On Tue, Feb 12, 2002 at 07:09:32AM -0500, Douglas Quebbeman wrote:
> On Mon, 11 Feb 2002, Doc wrote:
If people are
still using MS Outlook inspite of all the viruses and crap
that have plagued that pathetic piece of shit in the past few years then
they not only deserve whatever damage gets done to their system via such
vehicles but they shouldn't be allowed to use e-mail at all since they
only end up contributing to the greater problem by running it!
Until the govt performs a door-to-door search for all the script
kiddies, whatever is the most-popular-and-prevalent-platform will be
the target for such attacks.

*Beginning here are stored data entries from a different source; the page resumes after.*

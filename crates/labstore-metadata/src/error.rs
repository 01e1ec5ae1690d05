//! Error types for cluster metadata operations
//!
//! Every failure maps onto one [`ErrorKind`]. Errors pick up context
//! (`cluster "c1"`, the field being decoded) as they unwind through
//! [`ResultExt::context`]; [`MetadataError::kind`] looks through any
//! number of such layers.

use labstore_core::LabError;

/// Broad classification callers branch on.
#[derive(Debug, Clone, Copy, PartialEq, Eq, Hash)]
pub enum ErrorKind {
    /// Requested entity or collection does not exist
    NotFound,
    /// Create hit an identifier that is already taken
    AlreadyExists,
    /// Caller input rejected before touching the store
    InvalidArgument,
    /// Persisted data could not be decoded
    Format,
    /// Context cancelled or past its deadline before the transaction started
    Cancelled,
    /// Storage engine failure (I/O, WAL, limits)
    Storage,
}

#[derive(Debug, thiserror::Error)]
pub enum MetadataError {
    #[error("{0}: not found")]
    NotFound(String),

    #[error("{0}: already exists")]
    AlreadyExists(String),

    #[error("invalid argument: {0}")]
    InvalidArgument(String),

    /// Stored bytes do not decode into the expected shape
    #[error("malformed record: {0}")]
    Format(String),

    #[error(transparent)]
    Store(#[from] LabError),

    #[error("{context}: {source}")]
    Context {
        context: String,
        #[source]
        source: Box<MetadataError>,
    },
}

impl MetadataError {
    pub fn kind(&self) -> ErrorKind {
        match self {
            MetadataError::NotFound(_) => ErrorKind::NotFound,
            MetadataError::AlreadyExists(_) => ErrorKind::AlreadyExists,
            MetadataError::InvalidArgument(_) => ErrorKind::InvalidArgument,
            MetadataError::Format(_) => ErrorKind::Format,
            MetadataError::Store(LabError::Cancelled | LabError::DeadlineExceeded) => {
                ErrorKind::Cancelled
            }
            MetadataError::Store(_) => ErrorKind::Storage,
            MetadataError::Context { source, .. } => source.kind(),
        }
    }

    pub fn is_not_found(&self) -> bool {
        self.kind() == ErrorKind::NotFound
    }

    pub fn is_already_exists(&self) -> bool {
        self.kind() == ErrorKind::AlreadyExists
    }

    /// Wrap `self` with a description of what was being done.
    pub fn context(self, context: impl Into<String>) -> Self {
        MetadataError::Context {
            context: context.into(),
            source: Box::new(self),
        }
    }
}

/// Result type alias for metadata operations
pub type MetadataResult<T> = Result<T, MetadataError>;

/// Attach context to any error convertible into [`MetadataError`].
pub trait ResultExt<T> {
    fn context<C: Into<String>>(self, context: C) -> MetadataResult<T>;

    fn with_context<C, F>(self, f: F) -> MetadataResult<T>
    where
        C: Into<String>,
        F: FnOnce() -> C;
}

impl<T, E: Into<MetadataError>> ResultExt<T> for Result<T, E> {
    fn context<C: Into<String>>(self, context: C) -> MetadataResult<T> {
        self.map_err(|e| e.into().context(context))
    }

    fn with_context<C, F>(self, f: F) -> MetadataResult<T>
    where
        C: Into<String>,
        F: FnOnce() -> C,
    {
        self.map_err(|e| e.into().context(f()))
    }
}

You may think that Pine has no way of
being exploited (is Mark Crispin on this list?), but wait'll it's
the only thing we're using...
Seriously, Outlook isn't the source of the stated problems; half-assed,
self-taught, sycophantic sysadmins who can't secure their systems are!
Clearly you have to decide which problem is more serious:
- Outlook _does exhibit_ these problems (because of the lazy sysadmins
and swarming script kiddies)?
- Outlook _can exhibit_ these problems? (because of the lack of checking
for buffer overflows, incredibly complicated code, difficulty of
knowing if you've turned all the insecure features off, etc.)
Suppose Emacs suddenly became the most popular mail client. A whole
bunch of exploits would no doubt appear. I would trust the Emacs
community more than I would trust Microsoft to understand the bugs
being exploited, change the code, and release the changes. And I'm
with Doc -- the way MS writes programs makes them horribly insecure,
and the second point above is probably more serious than the first.
BTW, Emacs can execute code in a file when it reads the file, so (in
some fundamental sense) it's just as dangerous as Outlook. But there
are only two variables that control this feature, so if I turned it off,
I would feel more confident than with Outlook that it stayed off.
I wouldn't feel completely confident, though. Relatively few people
can write Emacs viruses, or would want to -- if that changed, I would
probably feel less confident in the Emacs source code.